(Material shown)

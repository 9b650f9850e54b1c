//! Windowed streaming encoder.
//!
//! Buffers mel frames into fixed-length windows. Every completed window is
//! handed to the external encoder exactly once and cached under its index;
//! the trailing partial window can be re-encoded cheaply on demand and is
//! never cached.

use std::collections::VecDeque;
use std::sync::Arc;

use ndarray::{Array2, ArrayView2};

use crate::model::{ModelError, SpeechModel};

pub struct WindowedEncoder<M: SpeechModel> {
    model: Arc<M>,
    window_frames: usize,
    num_mel_bins: usize,
    max_cached_windows: usize,
    /// Row-major pending frames, `pending_frames * num_mel_bins` values.
    pending: Vec<f32>,
    pending_frames: usize,
    /// Completed-window cache, least-recently-accessed at the front.
    cache: VecDeque<(usize, Array2<f32>)>,
    /// Windows encoded since the last drain, in index order.
    newly_encoded: Vec<(usize, Array2<f32>)>,
    encoded_windows: usize,
}

impl<M: SpeechModel> WindowedEncoder<M> {
    pub fn new(
        model: Arc<M>,
        window_frames: usize,
        num_mel_bins: usize,
        max_cached_windows: usize,
    ) -> Self {
        Self {
            model,
            window_frames,
            num_mel_bins,
            max_cached_windows,
            pending: Vec::new(),
            pending_frames: 0,
            cache: VecDeque::new(),
            newly_encoded: Vec::new(),
            encoded_windows: 0,
        }
    }

    /// Append frames to the pending buffer and encode every window that
    /// completes. Returns the number of windows completed by this call.
    pub fn feed(&mut self, frames: ArrayView2<'_, f32>) -> Result<usize, ModelError> {
        for row in frames.outer_iter() {
            self.pending.extend(row.iter().copied());
        }
        self.pending_frames += frames.nrows();

        let mut completed = 0;
        while self.pending_frames >= self.window_frames {
            let len = self.window_frames * self.num_mel_bins;
            let window =
                Array2::from_shape_vec((self.window_frames, self.num_mel_bins), self.pending[..len].to_vec())
                    .map_err(|e| ModelError::Encoder(e.to_string()))?;

            let features = self.model.encode(window.view())?;
            let index = self.encoded_windows;
            self.insert_cached(index, features.clone());
            self.newly_encoded.push((index, features));
            self.encoded_windows += 1;

            self.pending.drain(..len);
            self.pending_frames -= self.window_frames;
            completed += 1;
            log::debug!(
                "encoded window {index} ({} frames still pending)",
                self.pending_frames
            );
        }

        Ok(completed)
    }

    pub fn has_pending_frames(&self) -> bool {
        self.pending_frames > 0
    }

    pub fn pending_frame_count(&self) -> usize {
        self.pending_frames
    }

    pub fn encoded_window_count(&self) -> usize {
        self.encoded_windows
    }

    /// Encode a fresh copy of the partial trailing window. The result is
    /// never cached; callers may invoke this arbitrarily often.
    pub fn encode_pending(&self) -> Result<Option<Array2<f32>>, ModelError> {
        if self.pending_frames == 0 {
            return Ok(None);
        }
        let window =
            Array2::from_shape_vec((self.pending_frames, self.num_mel_bins), self.pending.clone())
                .map_err(|e| ModelError::Encoder(e.to_string()))?;
        Ok(Some(self.model.encode(window.view())?))
    }

    /// Features of windows encoded since the last drain, in index order.
    pub fn drain_newly_encoded_windows(&mut self) -> Vec<Array2<f32>> {
        std::mem::take(&mut self.newly_encoded)
            .into_iter()
            .map(|(_, features)| features)
            .collect()
    }

    /// Cached features for a completed window, refreshing its recency.
    pub fn cached_window(&mut self, index: usize) -> Option<Array2<f32>> {
        let pos = self.cache.iter().position(|(i, _)| *i == index)?;
        let entry = self.cache.remove(pos)?;
        let features = entry.1.clone();
        self.cache.push_back(entry);
        Some(features)
    }

    pub fn cached_window_count(&self) -> usize {
        self.cache.len()
    }

    pub fn reset(&mut self) {
        self.pending.clear();
        self.pending_frames = 0;
        self.cache.clear();
        self.newly_encoded.clear();
        self.encoded_windows = 0;
    }

    fn insert_cached(&mut self, index: usize, features: Array2<f32>) {
        if self.max_cached_windows == 0 {
            return;
        }
        while self.cache.len() >= self.max_cached_windows {
            if let Some((evicted, _)) = self.cache.pop_front() {
                log::debug!("evicted cached window {evicted}");
            }
        }
        self.cache.push_back((index, features));
    }
}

(End Material shown)

Your task is to copy every entry above, exactly as written.

Task answer:
repository 9b650f9850e54b1c
//! Windowed streaming encoder.
//!
//! Buffers mel frames into fixed-length windows. Every completed window is
//! handed to the external encoder exactly once and cached under its index;
//! the trailing partial window can be re-encoded cheaply on demand and is
//! never cached.

use std::collections::VecDeque;
use std::sync::Arc;

use ndarray::{Array2, ArrayView2};

use crate::model::{ModelError, SpeechModel};

pub struct WindowedEncoder<M: SpeechModel> {
    model: Arc<M>,
    window_frames: usize,
    num_mel_bins: usize,
    max_cached_windows: usize,
    /// Row-major pending frames, `pending_frames * num_mel_bins` values.
    pending: Vec<f32>,
    pending_frames: usize,
    /// Completed-window cache, least-recently-accessed at the front.
    cache: VecDeque<(usize, Array2<f32>)>,
    /// Windows encoded since the last drain, in index order.
    newly_encoded: Vec<(usize, Array2<f32>)>,
    encoded_windows: usize,
}

impl<M: SpeechModel> WindowedEncoder<M> {
    pub fn new(
        model: Arc<M>,
        window_frames: usize,
        num_mel_bins: usize,
        max_cached_windows: usize,
    ) -> Self {
        Self {
            model,
            window_frames,
            num_mel_bins,
            max_cached_windows,
            pending: Vec::new(),
            pending_frames: 0,
            cache: VecDeque::new(),
            newly_encoded: Vec::new(),
            encoded_windows: 0,
        }
    }

    /// Append frames to the pending buffer and encode every window that
    /// completes. Returns the number of windows completed by this call.
    pub fn feed(&mut self, frames: ArrayView2<'_, f32>) -> Result<usize, ModelError> {
        for row in frames.outer_iter() {
            self.pending.extend(row.iter().copied());
        }
        self.pending_frames += frames.nrows();

        let mut completed = 0;
        while self.pending_frames >= self.window_frames {
            let len = self.window_frames * self.num_mel_bins;
            let window =
                Array2::from_shape_vec((self.window_frames, self.num_mel_bins), self.pending[..len].to_vec())
                    .map_err(|e| ModelError::Encoder(e.to_string()))?;

            let features = self.model.encode(window.view())?;
            let index = self.encoded_windows;
            self.insert_cached(index, features.clone());
            self.newly_encoded.push((index, features));
            self.encoded_windows += 1;

            self.pending.drain(..len);
            self.pending_frames -= self.window_frames;
            completed += 1;
            log::debug!(
                "encoded window {index} ({} frames still pending)",
                self.pending_frames
            );
        }

        Ok(completed)
    }

    pub fn has_pending_frames(&self) -> bool {
        self.pending_frames > 0
    }

    pub fn pending_frame_count(&self) -> usize {
        self.pending_frames
    }

    pub fn encoded_window_count(&self) -> usize {
        self.encoded_windows
    }

    /// Encode a fresh copy of the partial trailing window. The result is
    /// never cached; callers may invoke this arbitrarily often.
    pub fn encode_pending(&self) -> Result<Option<Array2<f32>>, ModelError> {
        if self.pending_frames == 0 {
            return Ok(None);
        }
        let window =
            Array2::from_shape_vec((self.pending_frames, self.num_mel_bins), self.pending.clone())
                .map_err(|e| ModelError::Encoder(e.to_string()))?;
        Ok(Some(self.model.encode(window.view())?))
    }

    /// Features of windows encoded since the last drain, in index order.
    pub fn drain_newly_encoded_windows(&mut self) -> Vec<Array2<f32>> {
        std::mem::take(&mut self.newly_encoded)
            .into_iter()
            .map(|(_, features)| features)
            .collect()
    }

    /// Cached features for a completed window, refreshing its recency.
    pub fn cached_window(&mut self, index: usize) -> Option<Array2<f32>> {
        let pos = self.cache.iter().position(|(i, _)| *i == index)?;
        let entry = self.cache.remove(pos)?;
        let features = entry.1.clone();
        self.cache.push_back(entry);
        Some(features)
    }

    pub fn cached_window_count(&self) -> usize {
        self.cache.len()
    }

    pub fn reset(&mut self) {
        self.pending.clear();
        self.pending_frames = 0;
        self.cache.clear();
        self.newly_encoded.clear();
        self.encoded_windows = 0;
    }

    fn insert_cached(&mut self, index: usize, features: Array2<f32>) {
        if self.max_cached_windows == 0 {
            return;
        }
        while self.cache.len() >= self.max_cached_windows {
            if let Some((evicted, _)) = self.cache.pop_front() {
                log::debug!("evicted cached window {evicted}");
            }
        }
        self.cache.push_back((index, features));
    }
}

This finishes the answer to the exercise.